The New York Times reports on various calls for protest in China:
In a sign of the ruling Communist Party’s growing anxiety, President Hu Jintao summoned top leaders to a special “study session” on Saturday and urged them to address festering social problems before they became threats to stability.
“The overall requirements for enhancing and innovating social management are to stimulate vitality in the society and increase harmonious elements to the greatest extent, while reducing inharmonious factors to the minimum,” he told the gathering, according to Xinhua, the official news agency. Mr. Hu also urged those gathered to step up Internet controls and to better “guide public opinion,” a reference to efforts aimed at shaping attitudes toward the government through traditional propaganda and online commentators who masquerade as ordinary users.

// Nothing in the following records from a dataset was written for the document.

use std::collections::HashSet;
use std::fmt::Display;
use std::io::Cursor;
use std::str::FromStr;

use calamine::{open_workbook_from_rs, Data, Range, Reader, Xlsx};
use tracing::{debug, warn};

use offerbook_core::OfferId;
use offerbook_products::{field, CandidateUpdate, ProductRecord, RowError};

use crate::error::ParseError;

// Column positions of the fixed layout.
const COL_OFFER_ID: u32 = 0;
const COL_NAME: u32 = 1;
const COL_PRICE: u32 = 2;
const COL_QUANTITY: u32 = 3;
const COL_AVAILABLE: u32 = 4;

/// Result of a successful (possibly partial) parse.
#[derive(Debug, Clone, Default, PartialEq, Eq)]
pub struct ParsedSheet {
    /// Rows that passed every field parse and domain validation, in sheet order.
    pub candidates: Vec<CandidateUpdate>,
    /// `None` when the sheet had no row-level problems.
    pub row_errors: Option<Vec<RowError>>,
}

/// Decodes the first sheet of an xlsx workbook into catalog candidates.
///
/// Stateless; one instance can be shared across threads. The parser knows
/// nothing about sellers: classification happens downstream.
#[derive(Debug, Clone, Copy, Default)]
pub struct TabularParser;

impl TabularParser {
    pub fn new() -> Self {
        Self
    }

    pub fn parse(&self, bytes: &[u8]) -> Result<ParsedSheet, ParseError> {
        let mut workbook: Xlsx<_> = open_workbook_from_rs(Cursor::new(bytes)).map_err(|e| {
            warn!(error = %e, "failed to open workbook");
            ParseError::FailedToRead
        })?;

        let sheet_names = workbook.sheet_names();
        let first = first_sheet(&sheet_names)?;
        let range = workbook.worksheet_range(first).map_err(|e| {
            warn!(error = %e, sheet = first, "failed to read worksheet");
            ParseError::FailedToRead
        })?;

        let sheet = Sheet::new(&range)?;
        sheet.check_offer_ids()?;

        let mut candidates = Vec::with_capacity(sheet.height());
        let mut row_errors = Vec::new();
        for row in 0..sheet.height() as u32 {
            if let Some(candidate) = sheet.parse_row(row, &mut row_errors) {
                candidates.push(candidate);
            }
        }

        debug!(
            candidates = candidates.len(),
            row_errors = row_errors.len(),
            "sheet parsed"
        );

        Ok(ParsedSheet {
            candidates,
            row_errors: if row_errors.is_empty() {
                None
            } else {
                Some(row_errors)
            },
        })
    }
}

fn first_sheet(sheet_names: &[String]) -> Result<&str, ParseError> {
    match sheet_names.first() {
        Some(name) => Ok(name.as_str()),
        None => {
            warn!("workbook has no sheets");
            Err(ParseError::EmptyDoc)
        }
    }
}

/// Text view over a worksheet using absolute (sheet) coordinates, so row
/// numbers always match what the seller sees.
struct Sheet<'a> {
    range: &'a Range<Data>,
    last_row: u32,
}

impl<'a> Sheet<'a> {
    fn new(range: &'a Range<Data>) -> Result<Self, ParseError> {
        match range.end() {
            Some((last_row, _)) if !range.is_empty() => Ok(Self { range, last_row }),
            _ => {
                warn!("first sheet has no rows");
                Err(ParseError::EmptySheet)
            }
        }
    }

    fn height(&self) -> usize {
        self.last_row as usize + 1
    }

    fn text(&self, row: u32, col: u32) -> String {
        self.range
            .get_value((row, col))
            .map(cell_text)
            .unwrap_or_default()
    }

    /// The identifier column must be wholly numeric and duplicate-free before
    /// any row is looked at. Trailing blank cells are not part of the column.
    fn check_offer_ids(&self) -> Result<(), ParseError> {
        let column: Vec<String> = (0..=self.last_row)
            .map(|row| self.text(row, COL_OFFER_ID))
            .collect();
        let len = column
            .iter()
            .rposition(|v| !v.is_empty())
            .map_or(0, |last| last + 1);

        let mut seen = HashSet::with_capacity(len);
        let mut duplicates = false;
        for value in &column[..len] {
            let id = value.parse::<u64>().map_err(|e| {
                warn!(value = %value, error = %e, "non-numeric offer_id");
                ParseError::InvalidIds
            })?;
            duplicates |= !seen.insert(id);
        }

        if duplicates {
            warn!("sheet has offer_id duplicates");
            return Err(ParseError::HasDuplicates);
        }
        Ok(())
    }

    fn parse_row(&self, row: u32, errors: &mut Vec<RowError>) -> Option<CandidateUpdate> {
        let line = u64::from(row) + 1;
        let before = errors.len();

        let offer_id = parse_field::<u64>(line, field::OFFER_ID, &self.text(row, COL_OFFER_ID), errors);
        let name = self.text(row, COL_NAME).trim().to_string();
        let price = parse_field::<u64>(line, field::PRICE, &self.text(row, COL_PRICE), errors);
        let quantity = parse_field::<u64>(line, field::QUANTITY, &self.text(row, COL_QUANTITY), errors);
        let available = parse_field::<bool>(line, field::AVAILABLE, &self.text(row, COL_AVAILABLE), errors);

        let record = ProductRecord {
            offer_id: OfferId::new(offer_id.unwrap_or_default()),
            name,
            price: price.unwrap_or_default(),
            quantity: quantity.unwrap_or_default(),
        };
        if let Err(e) = record.validate() {
            errors.push(RowError::from_domain(line, e));
        }

        if errors.len() > before {
            return None;
        }
        Some(CandidateUpdate::new(record, available?, line))
    }
}

fn parse_field<T>(line: u64, field: &str, raw: &str, errors: &mut Vec<RowError>) -> Option<T>
where
    T: FromStr,
    T::Err: Display,
{
    match raw.parse::<T>() {
        Ok(v) => Some(v),
        Err(e) => {
            errors.push(RowError::new(line, field, e.to_string()));
            None
        }
    }
}

/// Render a cell the way a seller typed it: whole numbers without a
/// fractional part, booleans as `true`/`false`, blanks as "".
fn cell_text(cell: &Data) -> String {
    match cell {
        Data::Empty => String::new(),
        Data::String(s) => s.clone(),
        Data::Bool(b) => b.to_string(),
        Data::Int(i) => i.to_string(),
        Data::Float(f) => f.to_string(),
        other => other.to_string(),
    }
}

It’s probably helpful to know that when a web site is censored, the popular term used it that it is “harmonized” — suddenly the quote above makes more sense with more layers of meaning.
It’s also helpful to know that Chinese lends itself to a level of play on words completely incomprehensible to English speakers, to the point that what we would call a pun is more like what a Chinese speaker would think of as a layered metaphor that just is an ambiguous artifact of the language, and occurs as nuance constantly in everyday speech — in translation this is sometimes called a composite meaning or connotation. In political speech, it sometimes seems to occur at a frequency of more than once per word.
Much as I am a fan of democracy and free societies, civil unrest in China makes me nervous as a cat. As the sharp and well experienced Rebecca McKinnon (former Beijing bureau chief for CNN, journo professor in Hong Kong, and former board member of The Tor Project among other interesting hobbies) tweeted last week regarding unrest in China (and I’m paraphrasing here) “Whoops! There goes the economy.”
She doesn’t mean China’s economy. She means everyone’s. China is not as uniform in culture as Egypt, say. Under the best of conditions and the worst of governments, you might consider China as a whole to be impossible to rule. China is twice as impossible to rule under the strains of rapid economic and social change that have been stretching her like a string of catgut. As the tone gets higher, China has been, gradually, equalizing its internal reality with the global reality — it is moving toward becoming a global country integrated with global culture, from a position not quite as insulated as North Korea not so many years ago.
When Galileo was condemned by the Catholics, it wasn’t because they thought he was wrong in his science; it was because they thought that what might seem like a (dare I say) unharmonized axiomatic dissonance with accepted cosmology (as taught by the church) might lead to a break in faith with the social contract (faith in the church leadership) which could lead to social chaos.
“They thought the Copernicus system defended by Galileo with such vehemence endangered the faith of simple people and that it was their obligation to prevent it from being taught,” is the modern Catholic apology and apologia. (Artigas/Sanchez de Tocha)
The Catholics tried to manage the flow of scientific and international information as the west hurled itself from medieval to renaissance culture, from the “old world” to the age of discovery, and tried to buffer the blows of change as it careened toward the enlightenment period — it was like a cultural singularity spread across time and space through a slower world.
China is hurtling, but from this side of the inflection point, we don’t know toward what singularity, what renaissance or dark age. China is so big and so pivotal to the world economy and well-being right now. Regardless of our politics, we should be hoping beyond hope that they experience evolution, and not a totally disruptive revolution, as they work out their growing pains.